Lorsqu'il y a découverte, la révélation de ce néant qui est vous, alors la peur
tombe et disparaît complètement.
Krishnamurti : Le livre de la méditation et de la vie
8 août
Comprendre le fait réel
Ce n'est pas vraiment complexe, bien que
cela puisse être difficile. C'est que, voyez-vous, nous ne commençons pas par
le fait réel, par ce que nous pensons, faisons ou désirons. Nous commençons par
des suppositions, ou des idéaux, qui n'ont rien de réel, et c'est pour cela que
nous nous égarons.(...) Il est simple de comprendre le fait réel, mais cela est
rendu difficile par nos préférences et nos aversions, par notre condamnation du
fait en question, et par les opinions et les jugements que nous portons sur ce
fait réel. Se libérer de ces diverses formes d'évaluation, c'est saisir la
réalité, comprendre ce qui est.
9 août
Traduire les faits empêche de les voir
L'esprit qui se forge une opinion sur un
fait est un esprit étroit, limité, destructeur ... Vous et moi pouvons traduire
le fait chacun à notre manière. Cette interprétation du fait est une
malédiction qui nous empêche de le voir tel qu'il est et de pouvoir agir sur
lui.
10 août
L'impermanence est le seul et unique
fait
(...) Ce qui nous entoure,
intérieurement comme extérieurement - nos relations, nos pensées, nos
sentiments -, est impermanent et en fluctuation constante. Ayant conscience de
cela, l'esprit recherche ardemment la permanence, un état perpétuel de paix,
d'amour, de béatitude, une sécurité que ni le temps ni les événements ne
peuvent détruire ; c'est pourquoi il crée l'âme, l'atma, et les visions d'un paradis
éternel. Mais cette permanence est engendrée par la non-permanence. Il n'y a en
définitive qu'une certitude : celle de la réalité de la non-permanence.
11 août
La quête insatiable de
l'inconnaissable
Vous voulez que je vous dise ce qu'est
la réalité. L'indescriptible peut-il être mis en mots? Pouvez-vous mesurer
l'immesurable? Pouvez-vous retenir le vent dans votre poing? Si vous le faites
est-ce le vent? (.. ) Dès que vous traduisez l'inconnaissable en
termes de connu, il cesse d'être l'inconnaissable. Et pourtant c'est ce à quoi
nous nous évertuons. Nous cherchons inlassablement à "savoir", dans
l'espoir que la connaissance prolongera notre durée et nous permettra de capter
l'ultime félicité dans une permanence. Nous voulons "savoir", parce
que nous ne sommes pas heureux, (...) Nous voulons fuir le connu vers
l'inconnu, lequel encore une fois devient le connu, de sorte que nous ne pouvons
jamais trouver le réel.
12 août
La souffrance un simple mot ou une
réalité ?
La souffrance n'est elle qu'un mot ou
une réalité ? Si c'est un fait, le mot, au point où j'en suis, n'a plus de sens
; il n'y a plus en moi que la perception d'une intense douleur. Par rapport à
quoi ? Par rapport à une image, à une expérience, à quelque chose que je n'ai
pas. Si je l'ai je l'appelle plaisir ; sinon, c'est la douleur.
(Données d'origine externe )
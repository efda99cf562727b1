//! `[build]` section configuration.

use super::defaults;
use educe::Educe;
use serde::{Deserialize, Serialize};
use std::path::PathBuf;

/// `[build]` section in lumi.toml - where content lives and output goes.
///
/// # Example
/// ```toml
/// [build]
/// storage = "~/.local/share/lumi"  # Content Store directory
/// output = "public"                # index.html, sitemap.xml, robots.txt
/// minify = true                    # Minify index.html
/// ```
#[derive(Debug, Clone, Educe, Serialize, Deserialize)]
#[educe(Default)]
#[serde(default, deny_unknown_fields)]
pub struct BuildConfig {
    /// Content Store directory, one JSON file per record. `~` is expanded.
    #[serde(default = "defaults::build::storage")]
    #[educe(Default = defaults::build::storage())]
    pub storage: PathBuf,

    /// Output directory for generated files.
    #[serde(default = "defaults::build::output")]
    #[educe(Default = defaults::build::output())]
    pub output: PathBuf,

    /// Minify the generated HTML.
    #[serde(default = "defaults::r#true")]
    #[educe(Default = true)]
    pub minify: bool,
}

#[cfg(test)]
mod tests {
    use super::super::SiteConfig;
    use std::path::PathBuf;

    #[test]
    fn test_build_config_defaults() {
        let config: SiteConfig = toml::from_str("").unwrap();

        assert_eq!(config.build.storage, PathBuf::from(".lumi/storage"));
        assert_eq!(config.build.output, PathBuf::from("public"));
        assert!(config.build.minify);
    }

    #[test]
    fn test_build_config_custom() {
        let config = r#"
            [build]
            storage = "data"
            output = "dist"
            minify = false
        "#;
        let config: SiteConfig = toml::from_str(config).unwrap();

        assert_eq!(config.build.storage, PathBuf::from("data"));
        assert_eq!(config.build.output, PathBuf::from("dist"));
        assert!(!config.build.minify);
    }

    #[test]
    fn test_unknown_field_rejection() {
        let config = r#"
            [build]
            content = "content"
        "#;
        let result: Result<SiteConfig, _> = toml::from_str(config);
        assert!(result.unwrap_err().to_string().contains("unknown field"));
    }
}
//! Regenerate `sitemap.xml` and `robots.txt` for the LumiXpert site.
//!
//! Takes no flags: reads `lumi.toml` from the current directory when present
//! and the gallery from the configured Content Store.

use anyhow::Result;
use chrono::{Local, NaiveDate};
use colored::Colorize;
use lumi::{
    config::{CONFIG_FILE, SiteConfig},
    content::Gallery,
    generator::{self, ROBOTS_FILE, SITEMAP_FILE, SitemapOptions, SitemapStats},
    logger::{report_err, report_ok},
    store::ContentStore,
};
use std::{path::Path, process::ExitCode};

fn main() -> ExitCode {
    println!("{}\n", "Updating LumiXpert sitemap files...".bold());

    let today = Local::now().date_naive();
    match update(today) {
        Ok((config, stats)) => {
            let output = &config.build.output;
            report_ok(&format!("Sitemap updated: {}", output.join(SITEMAP_FILE).display()));
            report_ok(&format!("Robots.txt updated: {}", output.join(ROBOTS_FILE).display()));

            println!("\n{}", "Statistics:".bold());
            println!("   Total URLs: {}", stats.total_urls);
            println!("   Last updated: {}", today.format("%Y-%m-%d"));
            println!("   Base URL: {}", config.base_url());
            ExitCode::SUCCESS
        }
        Err(err) => {
            report_err("Error updating sitemap files", &format!("{err:#}"));
            ExitCode::FAILURE
        }
    }
}

fn update(today: NaiveDate) -> Result<(SiteConfig, SitemapStats)> {
    let config = SiteConfig::load_or_default(Path::new("./"), Path::new(CONFIG_FILE))?;
    config.validate()?;

    let store = ContentStore::open(&config.build.storage);
    let gallery = store.load_or_seed::<Gallery>();
    let stats = generator::write_crawler_files(
        &config.build.output,
        &SitemapOptions::from(&config),
        &gallery,
        today,
    )?;
    Ok((config, stats))
}
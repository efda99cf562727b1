//! lumi - content store, live sync bus, admin editors and sitemap tooling
//! for the LumiXpert engraving site.
//!
//! ```text
//! editor ──put──► store            (JSON records, one key per section)
//!    │
//!    └──publish──► bus ──► view    (live views re-render on update)
//!
//! store ──► build ──► index.html, sitemap.xml, robots.txt
//! ```

pub mod admin;
pub mod build;
pub mod bus;
pub mod cli;
pub mod config;
pub mod consent;
pub mod content;
pub mod edit;
pub mod editor;
pub mod generator;
pub mod logger;
pub mod store;
pub mod utils;
pub mod view;
//! HTML minification for the rendered page.

use std::borrow::Cow;

/// Minify `html` when `enabled`.
///
/// Returns `Cow::Borrowed` if minify disabled, `Cow::Owned` if minified.
pub fn minify_html(html: &[u8], enabled: bool) -> Cow<'_, [u8]> {
    if !enabled {
        return Cow::Borrowed(html);
    }

    let mut cfg = minify_html::Cfg::new();
    cfg.keep_closing_tags = true;
    cfg.keep_html_and_head_opening_tags = true;
    cfg.keep_comments = false;
    cfg.minify_css = true;
    // JSON-LD is embedded as a script block; leave script bodies untouched
    cfg.minify_js = false;
    cfg.remove_bangs = true;
    cfg.remove_processing_instructions = true;
    Cow::Owned(minify_html::minify(html, &cfg))
}
//! HTML fragments for the sections of the one-page site.
//!
//! Every piece of record text goes through [`escape_html`]. Image sources
//! may be URLs or `data:` URIs and are escaped as attribute values.

use crate::content::{AboutContent, ContactContent, FooterContent, Gallery, GalleryMaterial};

/// Escape text for HTML element content and quoted attribute values.
pub fn escape_html(s: &str) -> String {
    let mut out = String::with_capacity(s.len());
    for c in s.chars() {
        match c {
            '&' => out.push_str("&amp;"),
            '<' => out.push_str("&lt;"),
            '>' => out.push_str("&gt;"),
            '"' => out.push_str("&quot;"),
            '\'' => out.push_str("&#39;"),
            _ => out.push(c),
        }
    }
    out
}

pub fn render_hero() -> String {
    concat!(
        r#"<section id="hero" class="hero">"#,
        r#"<img class="hero-logo" src="/logo.png" alt="LumiXpert">"#,
        r#"<h1><span class="lumi">LUMI</span><span class="xpert">XPERT</span></h1>"#,
        r#"<h2>Wir <em>verewigen</em> die Energie Ihrer Marke.</h2>"#,
        "<p>Präzise Lasergravuren, die gewöhnliche Produkte in außergewöhnliche \
         Markenerlebnisse verwandeln.</p>",
        r##"<a class="cta" href="#contact">Jetzt anfragen</a>"##,
        "</section>",
    )
    .to_owned()
}

pub fn render_about(about: &AboutContent) -> String {
    let mut html = String::from(r#"<section id="about" class="about">"#);
    html.push_str(&format!(
        "<h2>{}</h2><p>{}</p><div class=\"features\">",
        escape_html(&about.title),
        escape_html(&about.description)
    ));
    for feature in &about.features {
        html.push_str(&format!(
            "<article class=\"feature\"><h3>{}</h3><p>{}</p></article>",
            escape_html(&feature.title),
            escape_html(&feature.description)
        ));
    }
    html.push_str("</div></section>");
    html
}

fn render_material(html: &mut String, material: &GalleryMaterial) {
    html.push_str(&format!(
        "<article class=\"material\" id=\"gallery-{id}\" data-material=\"{id}\">\
         <img src=\"{image}\" alt=\"{name}\" loading=\"lazy\">\
         <span class=\"count\">{count} Produkte</span>\
         <h3>{name}</h3><p>{description}</p>",
        id = material.id,
        image = escape_html(&material.image),
        name = escape_html(&material.name),
        count = material.products.len(),
        description = escape_html(&material.description)
    ));
    if !material.products.is_empty() {
        html.push_str("<ul class=\"products\">");
        for product in &material.products {
            html.push_str(&format!(
                "<li><img src=\"{}\" alt=\"{title}\" loading=\"lazy\"><h4>{title}</h4><p>{}</p></li>",
                escape_html(&product.image),
                escape_html(&product.description),
                title = escape_html(&product.title)
            ));
        }
        html.push_str("</ul>");
    }
    html.push_str("</article>");
}

pub fn render_gallery(gallery: &Gallery) -> String {
    let mut html = String::from(
        "<section id=\"gallery\" class=\"gallery\"><h2>Unsere Galerie</h2>\
         <p>Entdecken Sie unsere hochwertigen Gravurmaterialien für außergewöhnliche Ergebnisse.</p>\
         <div class=\"materials\">",
    );
    for material in gallery.iter() {
        render_material(&mut html, material);
    }
    html.push_str("</div></section>");
    html
}

pub fn render_contact(contact: &ContactContent) -> String {
    let mut html = String::from(r#"<section id="contact" class="contact">"#);
    html.push_str(&format!(
        "<h2>{}</h2><p>{}</p>\
         <p class=\"email\"><a href=\"mailto:{email}\">{email}</a></p>\
         <p class=\"phone\"><a href=\"tel:{tel}\">{phone}</a></p>",
        escape_html(&contact.title),
        escape_html(&contact.description),
        email = escape_html(&contact.email),
        tel = escape_html(&contact.phone.replace(' ', "")),
        phone = escape_html(&contact.phone)
    ));

    let lines: Vec<String> = contact.address.iter().map(|l| escape_html(l)).collect();
    html.push_str(&format!("<address>{}</address>", lines.join("<br>")));

    html.push_str("<table class=\"opening-hours\">");
    for row in &contact.opening_hours {
        html.push_str(&format!(
            "<tr><th>{}</th><td>{}</td></tr>",
            escape_html(&row.day),
            escape_html(&row.hours)
        ));
    }
    html.push_str("</table></section>");
    html
}

pub fn render_footer(footer: &FooterContent) -> String {
    let mut html = String::from("<footer class=\"footer\">");
    html.push_str(&format!(
        "<h3>{}</h3><p>{}</p>",
        escape_html(&footer.company_name),
        escape_html(&footer.description)
    ));

    let links = &footer.social_links;
    let social: Vec<(&str, &String)> = [
        ("Facebook", &links.facebook),
        ("Instagram", &links.instagram),
        ("LinkedIn", &links.linkedin),
    ]
    .into_iter()
    .filter_map(|(label, url)| url.as_ref().map(|url| (label, url)))
    .collect();

    if !social.is_empty() {
        html.push_str("<nav class=\"social\">");
        for (label, url) in social {
            html.push_str(&format!(
                "<a href=\"{}\" rel=\"noopener\">{label}</a>",
                escape_html(url)
            ));
        }
        html.push_str("</nav>");
    }

    html.push_str(&format!("<p class=\"copyright\">{}</p></footer>", escape_html(&footer.copyright)));
    html
}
La douleur, la. souffrance existe par
rapport à quelque chose. Ce "quelque chose" n'est-ce qu'une
abstraction habillée de mots, ou est-ce une réalité ? (...) la souffrance est
toujours en relation avec une personne, un incident, un sentiment. (...)
Est-elle distincte de moi, ne suis-je que l'observateur qui la perçoit, ou
est-elle "moi" ?
13 août
Vous et le néant ne faites qu'un
Vous n'êtes rien. Vous avez beau avoir
un nom, un titre, des biens, un compte en banque, le pouvoir, la célébrité,
tous ces écrans protecteurs ne vous empêchent pas de n'être rien. Vous pouvez
n'avoir aucune conscience de ce vide, de ce néant, où vous pouvez simplement ne
pas vouloir en prendre conscience ; mais, quoi que vous fassiez pour lui
échapper, il est là. (...) vous n'êtes pas l'observateur qui le scrute ; sans
vous - le sujet pensant, l'observateur -, il n'est pas. Vous et le néant ne
faites qu'un ; (...) vous et le néant constituez un unique phénomène, et non
deux processus distincts. (...) Lorsqu'il y a découverte, la révélation de ce
néant qui est vous - alors la peur - qui n'existe que lorsque le penseur est
distinct de ses pensées et essaye ainsi d'établir des relations avec elles -
tombe et disparaît complètement.
14 août
Comment en finir avec la peur ?
(...) Il faut aborder la vie avec le
maximum de rigueur, d'objectivité, de lucidité - pas en fonction de nos
sentiments, de nos envies, de ce qui nous plaît ou ne nous plaît pas. C'est ce
qui nous plaît et nous déplaît qui est à l'origine de toute cette souffrance.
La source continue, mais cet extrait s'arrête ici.